In fact, the retail giant said Wednesday that November and December full-price sales (up to December 24) actually rose 1.5%, easily outstripping the 0.2% rise for the financial year-to-date.

That was good news for the under-pressure chain and came after guidance in November was for sales to fall by 0.3% in the period.

The company won’t exactly be breaking out the champagne just yet as 1.5% still didn’t take it out of the danger zone during a period that should be any retailer’s biggest trading season. But it certainly suggests that the firm’s turnaround plan is starting to yield results.

Of course, that doesn’t mean all parts of the business are as buoyant as others. The company said both its channels (online and physical stores) “experienced an improvement in sales” but it’s no surprise that online was the strongest channel. 

Its offline full-price retail sales dropped by 6.1% in the period but at least that was better than the 7.2% fall for the year as a whole. Online meanwhile accelerated to a 13.6% rise, better than the 10.4% increase the company has seen for its financial year-to-date.

And how did it achieve the improvement? Well, Next has been working hard to get its product right and this is likely to have made an impact. But the company also said that colder weather leading up to Christmas was a factor. And we can’t ignore the impact of space expansion with the company saying 1.1% of the sales rise was down to more selling space.


Clearly, the recovery is a slow burn. But it’s certainly happening. The company also released a bar chart showing its progression through the year with Q1 having seen a 3% sales decline, Q2 a 0.7% increase, Q3 a 1.3% rise and that latest 1.5% uplift.

Admittedly, the figures it has given only represent full-price sales but the company is one of the most rigorous in the UK as far as controlling its markdowns is concerned so in this case, full-price does paint an almost-complete picture.


And as far as clearance product goes, Next said that stock for its end-of-season sale (including the stock it put into its Black Friday event) was “well controlled and down 6% on last year,” presumably reflecting both better buying and those higher full-price sales. It also said clearance rates are in line with its expectations and “are consistent with the profit guidance we gave in November.” 
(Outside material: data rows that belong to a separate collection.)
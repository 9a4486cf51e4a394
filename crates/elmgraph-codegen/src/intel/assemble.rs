//! Traversal order, destination naming and section folding.

use std::path::{Component, PathBuf};

use elmgraph_core::options::FinalOptions;
use elmgraph_core::query::{ItemId, QueryIntel, QueryOutputItem};
use elmgraph_core::utils::valid_module_name;

use super::error::Result;
use super::ir::{DecodeSection, EncodeSection, Intel};
use super::naming::NameScope;
use super::signature::SignatureCache;

/// Build the intermediate representation for one parsed query.
///
/// Pure and synchronous: all mutable state (name scope, signature
/// cache, id counter) lives for exactly this call, so independent
/// queries may be processed in parallel.
pub fn query_to_intel(query: &QueryIntel, options: &FinalOptions) -> Result<Intel> {
    let (dest, module) = destination(query, options);

    let mut assembler = Assembler {
        options,
        names: NameScope::with_reserved(),
        types_by_signature: SignatureCache::new(),
        encode: EncodeSection::default(),
        decode: DecodeSection::default(),
        next_decode_id: next_id_seed(&query.outputs),
    };

    // Children before parents: a parent's signature and field names
    // depend on its children being fully classified and named.
    for item in sorted(&query.inputs, |item| (item.depth, item.order)) {
        assembler.add_encode_item(item)?;
    }
    for item in sorted(&query.outputs, |item| (item.depth, item.order)) {
        assembler.add_decode_item(item)?;
    }

    Ok(Intel {
        dest,
        module,
        query: query.query.clone(),
        used_names: assembler.names,
        types_by_signature: assembler.types_by_signature,
        encode: assembler.encode,
        decode: assembler.decode,
    })
}

/// Items sorted by descending depth, then ascending sibling order.
fn sorted<T, F>(items: &[T], key: F) -> Vec<&T>
where
    F: Fn(&&T) -> (u32, u32),
{
    let mut refs: Vec<&T> = items.iter().collect();
    refs.sort_by(|a, b| {
        let (depth_a, order_a) = key(a);
        let (depth_b, order_b) = key(b);
        depth_b.cmp(&depth_a).then(order_a.cmp(&order_b))
    });
    refs
}

/// Auxiliary ids start above every source-derived output id.
fn next_id_seed(outputs: &[QueryOutputItem]) -> ItemId {
    outputs
        .iter()
        .map(|item| item.id)
        .max()
        .unwrap_or(0)
        .max(outputs.len())
}

/// Destination path and Elm module name for a query source file.
///
/// `hero/details.graphql` under the source root becomes module
/// `Hero.Details` at `<dest>/Hero/Details.elm`. A query with no known
/// source file falls back to module `Query` at `./Query.elm`.
fn destination(query: &QueryIntel, options: &FinalOptions) -> (PathBuf, String) {
    let Some(src) = &query.src else {
        return (PathBuf::from("./Query.elm"), "Query".to_string());
    };

    let relative = src.strip_prefix(&options.src).unwrap_or(src);

    let mut parts: Vec<String> = Vec::new();
    if let Some(dir) = relative.parent() {
        for component in dir.components() {
            if let Component::Normal(segment) = component {
                parts.push(valid_module_name(&segment.to_string_lossy()));
            }
        }
    }
    let stem = relative
        .file_stem()
        .map(|stem| stem.to_string_lossy().into_owned())
        .unwrap_or_default();
    parts.push(valid_module_name(&stem));

    let mut dest = options.dest.clone();
    for part in &parts {
        dest.push(part);
    }
    dest.set_extension("elm");

    (dest, parts.join("."))
}

/// Working state of one `query_to_intel` call.
pub(super) struct Assembler<'a> {
    pub(super) options: &'a FinalOptions,
    pub(super) names: NameScope,
    pub(super) types_by_signature: SignatureCache,
    pub(super) encode: EncodeSection,
    pub(super) decode: DecodeSection,
    next_decode_id: ItemId,
}

impl Assembler<'_> {
    /// Fresh id for a synthesized decode item.
    pub(super) fn next_decode_id(&mut self) -> ItemId {
        self.next_decode_id += 1;
        self.next_decode_id
    }
}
What does it all mean for the bottom line? The better-than-expected full-price sales mean that it’s “marginally” upgrading its profit guidance for the financial year that ends this month. Its central guidance for group profit has increased by £8 million to £725 million and its profit guidance range is between £718m and £732m. “Where we fall within this range will depend on our sales in January,” it said.

And, as mentioned, for the full year it’s now predicting total full-price sales to rise 0.3% rather than falling by the same amount as had been expected.


Clearly the turnaround is happening. But the company said that many of the challenges it faced last year “look set to continue into the year ahead.”  


Next is seeing subdued consumer demand “driven by a decline in real income, the increase in experiential spending at the expense of clothing, and inflation in cost prices”. But it expects that “some of these headwinds will ease” as it moves through the year. “We already know that cost price inflation will reduce to 2% in the first half and believe it will disappear in the second half,” it said.

It’s now budgeting for full-price sales next year to be anywhere between a 2% fall and a 4% rise.